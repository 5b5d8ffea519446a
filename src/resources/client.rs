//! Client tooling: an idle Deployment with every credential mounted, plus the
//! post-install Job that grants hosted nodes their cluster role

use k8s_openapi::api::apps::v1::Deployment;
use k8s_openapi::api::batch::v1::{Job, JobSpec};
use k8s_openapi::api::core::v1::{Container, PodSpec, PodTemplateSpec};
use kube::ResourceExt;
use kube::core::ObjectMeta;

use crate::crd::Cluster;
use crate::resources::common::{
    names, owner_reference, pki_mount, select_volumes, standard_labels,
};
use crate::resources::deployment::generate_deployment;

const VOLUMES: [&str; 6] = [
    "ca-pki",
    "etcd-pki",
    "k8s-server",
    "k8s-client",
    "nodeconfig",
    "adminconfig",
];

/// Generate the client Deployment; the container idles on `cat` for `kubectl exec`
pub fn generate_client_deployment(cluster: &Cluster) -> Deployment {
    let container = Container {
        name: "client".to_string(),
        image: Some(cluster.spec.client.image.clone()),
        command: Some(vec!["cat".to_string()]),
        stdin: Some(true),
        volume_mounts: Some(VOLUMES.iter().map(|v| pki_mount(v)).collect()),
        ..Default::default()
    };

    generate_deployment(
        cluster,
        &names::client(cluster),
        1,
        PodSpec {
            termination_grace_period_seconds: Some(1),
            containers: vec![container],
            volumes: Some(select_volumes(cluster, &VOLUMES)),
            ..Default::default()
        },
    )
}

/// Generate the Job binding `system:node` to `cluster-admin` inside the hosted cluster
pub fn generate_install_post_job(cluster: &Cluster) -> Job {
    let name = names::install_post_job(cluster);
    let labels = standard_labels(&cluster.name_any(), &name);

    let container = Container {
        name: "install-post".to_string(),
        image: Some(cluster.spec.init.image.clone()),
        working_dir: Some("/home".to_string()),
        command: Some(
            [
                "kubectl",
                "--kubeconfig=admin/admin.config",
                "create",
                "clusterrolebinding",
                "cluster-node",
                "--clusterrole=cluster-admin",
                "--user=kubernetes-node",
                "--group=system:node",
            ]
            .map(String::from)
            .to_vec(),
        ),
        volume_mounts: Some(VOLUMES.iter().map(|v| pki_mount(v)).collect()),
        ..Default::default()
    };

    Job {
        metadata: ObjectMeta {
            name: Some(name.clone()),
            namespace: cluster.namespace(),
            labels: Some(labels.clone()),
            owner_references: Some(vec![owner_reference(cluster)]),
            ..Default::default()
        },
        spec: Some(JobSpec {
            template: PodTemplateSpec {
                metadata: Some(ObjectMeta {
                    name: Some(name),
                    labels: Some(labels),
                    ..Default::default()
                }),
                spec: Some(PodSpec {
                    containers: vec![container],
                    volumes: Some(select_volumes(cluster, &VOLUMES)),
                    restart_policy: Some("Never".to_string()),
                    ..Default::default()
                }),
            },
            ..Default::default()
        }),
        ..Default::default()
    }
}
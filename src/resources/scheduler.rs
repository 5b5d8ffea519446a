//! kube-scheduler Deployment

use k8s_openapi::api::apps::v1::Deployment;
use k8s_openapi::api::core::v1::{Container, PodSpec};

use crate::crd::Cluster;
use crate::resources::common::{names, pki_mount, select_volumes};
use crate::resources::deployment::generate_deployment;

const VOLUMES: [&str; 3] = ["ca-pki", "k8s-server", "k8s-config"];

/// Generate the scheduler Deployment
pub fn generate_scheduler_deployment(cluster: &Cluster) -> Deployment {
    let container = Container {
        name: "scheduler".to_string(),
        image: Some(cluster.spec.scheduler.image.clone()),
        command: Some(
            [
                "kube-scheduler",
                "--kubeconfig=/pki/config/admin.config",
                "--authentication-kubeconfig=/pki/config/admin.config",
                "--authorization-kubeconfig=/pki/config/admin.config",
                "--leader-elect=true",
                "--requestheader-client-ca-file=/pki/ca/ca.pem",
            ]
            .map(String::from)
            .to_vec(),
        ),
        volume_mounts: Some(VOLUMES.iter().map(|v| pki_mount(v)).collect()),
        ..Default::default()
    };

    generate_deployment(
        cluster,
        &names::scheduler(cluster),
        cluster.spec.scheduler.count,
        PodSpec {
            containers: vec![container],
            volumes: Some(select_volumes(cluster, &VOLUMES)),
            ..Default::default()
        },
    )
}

# # # #

**Task directions**
All of the entries, from the first line to the last, should be duplicated exactly.

**Response for this exercise**
repository 5b5d8ffea519446a
filename src/resources/client.rs
//! Client tooling: an idle Deployment with every credential mounted, plus the
//! post-install Job that grants hosted nodes their cluster role

use k8s_openapi::api::apps::v1::Deployment;
use k8s_openapi::api::batch::v1::{Job, JobSpec};
use k8s_openapi::api::core::v1::{Container, PodSpec, PodTemplateSpec};
use kube::ResourceExt;
use kube::core::ObjectMeta;

use crate::crd::Cluster;
use crate::resources::common::{
    names, owner_reference, pki_mount, select_volumes, standard_labels,
};
use crate::resources::deployment::generate_deployment;

const VOLUMES: [&str; 6] = [
    "ca-pki",
    "etcd-pki",
    "k8s-server",
    "k8s-client",
    "nodeconfig",
    "adminconfig",
];

/// Generate the client Deployment; the container idles on `cat` for `kubectl exec`
pub fn generate_client_deployment(cluster: &Cluster) -> Deployment {
    let container = Container {
        name: "client".to_string(),
        image: Some(cluster.spec.client.image.clone()),
        command: Some(vec!["cat".to_string()]),
        stdin: Some(true),
        volume_mounts: Some(VOLUMES.iter().map(|v| pki_mount(v)).collect()),
        ..Default::default()
    };

    generate_deployment(
        cluster,
        &names::client(cluster),
        1,
        PodSpec {
            termination_grace_period_seconds: Some(1),
            containers: vec![container],
            volumes: Some(select_volumes(cluster, &VOLUMES)),
            ..Default::default()
        },
    )
}

/// Generate the Job binding `system:node` to `cluster-admin` inside the hosted cluster
pub fn generate_install_post_job(cluster: &Cluster) -> Job {
    let name = names::install_post_job(cluster);
    let labels = standard_labels(&cluster.name_any(), &name);

    let container = Container {
        name: "install-post".to_string(),
        image: Some(cluster.spec.init.image.clone()),
        working_dir: Some("/home".to_string()),
        command: Some(
            [
                "kubectl",
                "--kubeconfig=admin/admin.config",
                "create",
                "clusterrolebinding",
                "cluster-node",
                "--clusterrole=cluster-admin",
                "--user=kubernetes-node",
                "--group=system:node",
            ]
            .map(String::from)
            .to_vec(),
        ),
        volume_mounts: Some(VOLUMES.iter().map(|v| pki_mount(v)).collect()),
        ..Default::default()
    };

    Job {
        metadata: ObjectMeta {
            name: Some(name.clone()),
            namespace: cluster.namespace(),
            labels: Some(labels.clone()),
            owner_references: Some(vec![owner_reference(cluster)]),
            ..Default::default()
        },
        spec: Some(JobSpec {
            template: PodTemplateSpec {
                metadata: Some(ObjectMeta {
                    name: Some(name),
                    labels: Some(labels),
                    ..Default::default()
                }),
                spec: Some(PodSpec {
                    containers: vec![container],
                    volumes: Some(select_volumes(cluster, &VOLUMES)),
                    restart_policy: Some("Never".to_string()),
                    ..Default::default()
                }),
            },
            ..Default::default()
        }),
        ..Default::default()
    }
}
filename src/resources/scheduler.rs
repository 5b5d8ffea519446a
//! kube-scheduler Deployment

use k8s_openapi::api::apps::v1::Deployment;
use k8s_openapi::api::core::v1::{Container, PodSpec};

use crate::crd::Cluster;
use crate::resources::common::{names, pki_mount, select_volumes};
use crate::resources::deployment::generate_deployment;

const VOLUMES: [&str; 3] = ["ca-pki", "k8s-server", "k8s-config"];

/// Generate the scheduler Deployment
pub fn generate_scheduler_deployment(cluster: &Cluster) -> Deployment {
    let container = Container {
        name: "scheduler".to_string(),
        image: Some(cluster.spec.scheduler.image.clone()),
        command: Some(
            [
                "kube-scheduler",
                "--kubeconfig=/pki/config/admin.config",
                "--authentication-kubeconfig=/pki/config/admin.config",
                "--authorization-kubeconfig=/pki/config/admin.config",
                "--leader-elect=true",
                "--requestheader-client-ca-file=/pki/ca/ca.pem",
            ]
            .map(String::from)
            .to_vec(),
        ),
        volume_mounts: Some(VOLUMES.iter().map(|v| pki_mount(v)).collect()),
        ..Default::default()
    };

    generate_deployment(
        cluster,
        &names::scheduler(cluster),
        cluster.spec.scheduler.count,
        PodSpec {
            containers: vec![container],
            volumes: Some(select_volumes(cluster, &VOLUMES)),
            ..Default::default()
        },
    )
}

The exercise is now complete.